In questa domenica professiamo la nostra fede nella Trinità, perché il nostro Dio è comunione d’Amore che opera e desidera salvezza per tutti: Gv 3,16-18.
In quel tempo, disse Gesù a Nicodèmo:
«Dio ha tanto amato il mondo da dare il Figlio, unigenito, perché chiunque crede in lui non vada perduto, ma abbia la vita eterna. Dio, infatti, non ha mandato il Figlio nel mondo per condannare il mondo, ma perché il mondo sia salvato per mezzo di lui.
Chi crede in lui non è condannato; ma chi non crede è già stato condannato, perché non ha creduto nel nome dell’unigenito Figlio di Dio».
Cos’è l’amore?
Che cos’è l’amore? Non è un concetto, non lo spieghiamo con una definizione. Se vogliamo comprendere qualcosa dell’amore dobbiamo raccontarlo.
Ciascuno di noi potrebbe farlo in un modo diverso, scegliendo una storia differente che ben conosce. I protagonisti sono mamme e papà che, anche stanchi, sono sempre pronti per i figli; mariti e mogli che si prendono cura l’uno dell’altra o che sanno perdonare e ricominciare; preti e suore che, nel quotidiano, annunciano e cercano di vivere il Vangelo, lavoratori onesti e giovani entusiasti, malati coraggiosi e anziani pieni di speranza.

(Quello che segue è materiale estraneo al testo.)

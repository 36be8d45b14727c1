// Copyright (c) 2025 Geoffrey Huntley <ghuntley@ghuntley.com>. All rights reserved.
// SPDX-License-Identifier: Proprietary

//! Shared HTTP client with a consistent User-Agent and bounded timeouts.
//!
//! Every upstream call made by a verifier (STS, EC2/IAM, Chef, OIDC, ARM,
//! HTTP Basic) goes through a client built here, so each call carries a
//! timeout even when the caller forgets to set one.

use reqwest::{Client, ClientBuilder};
use std::time::Duration;

/// Applied to every client unless the caller overrides it.
pub const DEFAULT_TIMEOUT: Duration = Duration::from_secs(30);

/// Upper bound for establishing a TCP/TLS connection.
pub const CONNECT_TIMEOUT: Duration = Duration::from_secs(10);

/// Creates a client builder with the keyward User-Agent and default timeouts.
///
/// ```ignore
/// let client = keyward_common_http::builder()
///     .timeout(Duration::from_secs(10))
///     .build()?;
/// ```
pub fn builder() -> ClientBuilder {
	Client::builder()
		.user_agent(user_agent())
		.timeout(DEFAULT_TIMEOUT)
		.connect_timeout(CONNECT_TIMEOUT)
}

/// Creates a client with a per-request timeout.
pub fn new_client_with_timeout(timeout: Duration) -> reqwest::Result<Client> {
	tracing::trace!(timeout_ms = timeout.as_millis() as u64, "building HTTP client");
	builder().timeout(timeout).build()
}

/// Creates a client with the default timeout.
pub fn new_client() -> reqwest::Result<Client> {
	builder().build()
}

/// Returns the keyward User-Agent string: `keyward/{version}`.
pub fn user_agent() -> String {
	format!("keyward/{}", env!("CARGO_PKG_VERSION"))
}

#[cfg(test)]
mod tests {
	use super::*;
	use wiremock::matchers::{header, method};
	use wiremock::{Mock, MockServer, ResponseTemplate};

	#[test]
	fn user_agent_has_correct_format() {
		let ua = user_agent();
		let parts: Vec<&str> = ua.split('/').collect();
		assert_eq!(parts.len(), 2);
		assert_eq!(parts[0], "keyward");
	}

	#[tokio::test]
	async fn requests_carry_user_agent() {
		let server = MockServer::start().await;
		Mock::given(method("GET"))
			.and(header("user-agent", user_agent().as_str()))
			.respond_with(ResponseTemplate::new(204))
			.expect(1)
			.mount(&server)
			.await;

		let client = new_client().unwrap();
		let response = client.get(server.uri()).send().await.unwrap();
		assert_eq!(response.status().as_u16(), 204);
	}

	#[tokio::test]
	async fn timeout_is_enforced() {
		let server = MockServer::start().await;
		Mock::given(method("GET"))
			.respond_with(ResponseTemplate::new(200).set_delay(Duration::from_millis(500)))
			.mount(&server)
			.await;

		let client = new_client_with_timeout(Duration::from_millis(50)).unwrap();
		let err = client.get(server.uri()).send().await.unwrap_err();
		assert!(err.is_timeout());
	}
}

L’amore non si definisce: si racconta, e ci sembra naturale sia così, perché è nella storia di ogni giorno che lo scopriamo, lo viviamo, proviamo a realizzarlo, lo desideriamo e lo cerchiamo.
Chi è Dio?
Chi è Dio? Cos’è la Trinità? Non la vediamo con i nostri occhi, non la tocchiamo e non la comprendiamo. Perché anche Dio non si spiega, ma si racconta, perché è amore in sé e amore in azione. L’evangelista Giovanni ci dice infatti che Dio ha tanto amato il mondo da dare il Figlio Unigenito, perché chiunque crede in lui non vada perduto, ma abbia la vita eterna.

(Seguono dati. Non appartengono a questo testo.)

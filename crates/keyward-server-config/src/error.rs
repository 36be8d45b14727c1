// Copyright (c) 2025 Geoffrey Huntley <ghuntley@ghuntley.com>. All rights reserved.
// SPDX-License-Identifier: Proprietary

use std::path::PathBuf;
use std::time::Duration;

#[derive(Debug, thiserror::Error)]
pub enum ConfigError {
	/// A value was present but could not be parsed or is out of range.
	#[error("invalid value for {key}: {message}")]
	InvalidValue { key: String, message: String },

	/// An explicitly requested config file does not exist.
	#[error("config file {0} does not exist")]
	MissingFile(PathBuf),

	#[error("failed to read config file {path}: {source}")]
	FileRead {
		path: PathBuf,
		#[source]
		source: std::io::Error,
	},

	#[error("failed to parse TOML config at {path}: {source}")]
	TomlParse {
		path: PathBuf,
		#[source]
		source: toml::de::Error,
	},

	/// The merged configuration is inconsistent.
	#[error("invalid configuration: {0}")]
	Validation(String),
}

impl ConfigError {
	pub(crate) fn invalid(key: &str, message: impl Into<String>) -> Self {
		ConfigError::InvalidValue {
			key: key.to_string(),
			message: message.into(),
		}
	}
}

/// Parse a humantime duration (`"60s"`, `"768h"`) or bare whole seconds.
pub(crate) fn parse_duration(key: &str, value: &str) -> Result<Duration, ConfigError> {
	let value = value.trim();
	if let Ok(secs) = value.parse::<u64>() {
		return Ok(Duration::from_secs(secs));
	}
	humantime::parse_duration(value).map_err(|e| ConfigError::invalid(key, format!("'{value}': {e}")))
}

Se vuoi capire Dio, puoi solo guardarlo in azione. Il suo amore per gli uomini è infinito e si realizza nell’inviare il Figlio perché nessuno vada perduto, perché tutti si sentano amati, per salvare, cioè per dirci che non siamo fatti per il nulla né siamo governati dal caso; non siamo destinati ad essere inghiottiti dal male, ma per avere vita, e vita che non finisce.
Credere all’amore, all’agire amoroso di Dio per noi, è ciò che ci fa cristiani e anche ciò che ci fa felici. Per questo chi non crede si condanna all’infelicità, perché non c’è peggior pena che sentirsi rifiutati, scartati, inutili e invisibili.
L’amore non si prova, ma amare non è illogico e irrazionale. Amare non è per bambini che ancora non comprendono come vanno le cose, ma per adulti che conoscono la gratuità del dono, responsabili e convinti, che vedono le difficoltà, conoscono il rischio del fallimento, ma non smettono per questo di voler bene.
Siamo amati e capaci di amare
Anche la fede non può essere provata, ma credere nel Dio di Gesù Cristo, comunione d’amore trinitario del Padre, del Figlio e dello Spirito Santo, non è cosa da ingenui né da poco emancipati, richiede il coraggio di appoggiare le domande della vita su ciò che non si vede e non è neppure sempre evidente, cioè proprio l’amore di Dio.
La fede cristiana è la storia d’amore di Dio, perché Dio è comunione tra un Padre che eternamente dona, un Figlio che eternamente è generato dall’amore, uno Spirito che li unisce e che si riversa su quel mondo che Dio crea e ama, senza eccezioni.
La vita cristiana è sentire che siamo amati e capaci di amare e comprendere che qui sta il senso e la direzione di ogni esistenza. Quando percepiamo questo amore, quando riusciamo a vivere e a testimoniare almeno un frammento di esso, anche nelle situazioni difficili e di prova, allora siamo già salvi, perché Dio Trinità abita in noi.